目標値としては16年2月期の新築分譲マンション引き渡し戸数494戸、売上高130億円、営業利益12億50百万円、経常利益12億円、純利益7億20百万円を掲げている。

16年2月期業績の会社予想では、分譲マンション引き渡し戸数および利益が計画未達成の形となるが、約3年分の供給物件(事業用地取得済プロジェクト17棟、計画戸数1186戸、総売上高305億円、および分譲開始プロジェクト6棟、分譲中プロジェクト488戸、分譲中売上高124億円)を確保済みである。中期成長シナリオに変化はないだろう。

事業展開の重点エリアとしている福岡市では、国家戦略特区に指定されたことも背景として、一段と人口増加傾向を強めることが予想される。日銀の金融緩和やアベノミクス重点戦略「地方創生」も追い風だ。

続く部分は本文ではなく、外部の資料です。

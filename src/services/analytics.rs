// src/services/analytics.rs

use std::collections::{BTreeMap, HashMap, HashSet};

use crate::{
    models::{
        analytics::{QuestionStat, QuizStats, StudentAnalytics, TopicAccuracy},
        attempt::{AnswerFact, AttemptStatus, AttemptSummary, QuizAttempt},
        quiz::Quiz,
    },
    services::scoring::{Slot, percentage},
};

fn average(scores: &[i32]) -> Option<f64> {
    if scores.is_empty() {
        return None;
    }
    let sum: i64 = scores.iter().map(|s| i64::from(*s)).sum();
    Some(((sum as f64 / scores.len() as f64) * 100.0).round() / 100.0)
}

/// `facts` must cover completed attempts only.
pub fn student_analytics(attempts: &[AttemptSummary], facts: &[AnswerFact]) -> StudentAnalytics {
    let scores: Vec<i32> = attempts
        .iter()
        .filter(|a| a.status == AttemptStatus::Completed)
        .filter_map(|a| a.score)
        .collect();

    let passed = attempts
        .iter()
        .filter(|a| a.passed == Some(true))
        .count();

    let mut by_topic: BTreeMap<&str, (i64, i64)> = BTreeMap::new();
    for fact in facts {
        let entry = by_topic.entry(fact.topic.as_str()).or_default();
        entry.0 += 1;
        if fact.is_correct {
            entry.1 += 1;
        }
    }

    StudentAnalytics {
        total_attempts: attempts.len() as i64,
        completed_attempts: scores.len() as i64,
        passed_attempts: passed as i64,
        average_score: average(&scores),
        best_score: scores.iter().copied().max(),
        topics: by_topic
            .into_iter()
            .map(|(topic, (answered, correct))| TopicAccuracy {
                topic: topic.to_string(),
                answered,
                correct,
                accuracy: percentage(correct, answered),
            })
            .collect(),
    }
}

/// `facts` must cover completed attempts of `quiz` only.
pub fn quiz_stats(quiz: &Quiz, attempts: &[QuizAttempt], slots: &[Slot], facts: &[AnswerFact]) -> QuizStats {
    let completed: Vec<&QuizAttempt> = attempts
        .iter()
        .filter(|a| a.status == AttemptStatus::Completed)
        .collect();
    let scores: Vec<i32> = completed.iter().filter_map(|a| a.score).collect();
    let passed = scores.iter().filter(|s| **s >= quiz.passing_score).count() as i64;
    let students: HashSet<i64> = attempts.iter().map(|a| a.student_id).collect();

    let mut per_question: HashMap<i64, (i64, i64)> = HashMap::new();
    for fact in facts {
        let entry = per_question.entry(fact.question_id).or_default();
        entry.0 += 1;
        if fact.is_correct {
            entry.1 += 1;
        }
    }

    let mut ordered = slots.to_vec();
    ordered.sort_by_key(|s| (s.position, s.question_id));
    let completed_count = completed.len() as i64;

    QuizStats {
        quiz_id: quiz.id,
        title: quiz.title.clone(),
        passing_score: quiz.passing_score,
        total_attempts: attempts.len() as i64,
        completed_attempts: completed_count,
        distinct_students: students.len() as i64,
        average_score: average(&scores),
        min_score: scores.iter().copied().min(),
        max_score: scores.iter().copied().max(),
        pass_rate: percentage(passed, completed_count),
        questions: ordered
            .into_iter()
            .map(|slot| {
                let (answered, correct) = per_question.get(&slot.question_id).copied().unwrap_or_default();
                QuestionStat {
                    question_id: slot.question_id,
                    position: slot.position,
                    answered,
                    correct,
                    correct_rate: percentage(correct, completed_count),
                }
            })
            .collect(),
    }
}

成長市場への事業展開を加速して中期的に収益拡大基調が期待される。

■株価は下値固め完了感、指標面の割安感も見直し

株価の動き(10月21日付で貸借銘柄)を見ると、9月安値495円からの反発力がやや鈍く、概ね安値圏500円~550円近辺でモミ合う展開だ。ただし9月安値を割り込む動きは見られず、下値固め完了感を強めている。

11月17日の終値523円を指標面で見ると、今期予想連結PER(会社予想の連結EPS97円29銭で算出)は5~6倍近辺、今期予想配当利回り(会社予想の年間8円で算出)は1.5%近辺、前期実績連結PBR(前期実績の連結BPS551円06銭で算出)は0.9倍近辺である。時価総額は約32億円である。

週足チャートで見ると13週移動平均線が戻りを押さえる形だが、500円近辺が下値支持線のようだ。アベノミクス「地方創生戦略」も追い風として中期成長シナリオに変化はなく、指標面の割安感も強い。下値固めが完了して反発展開だろう。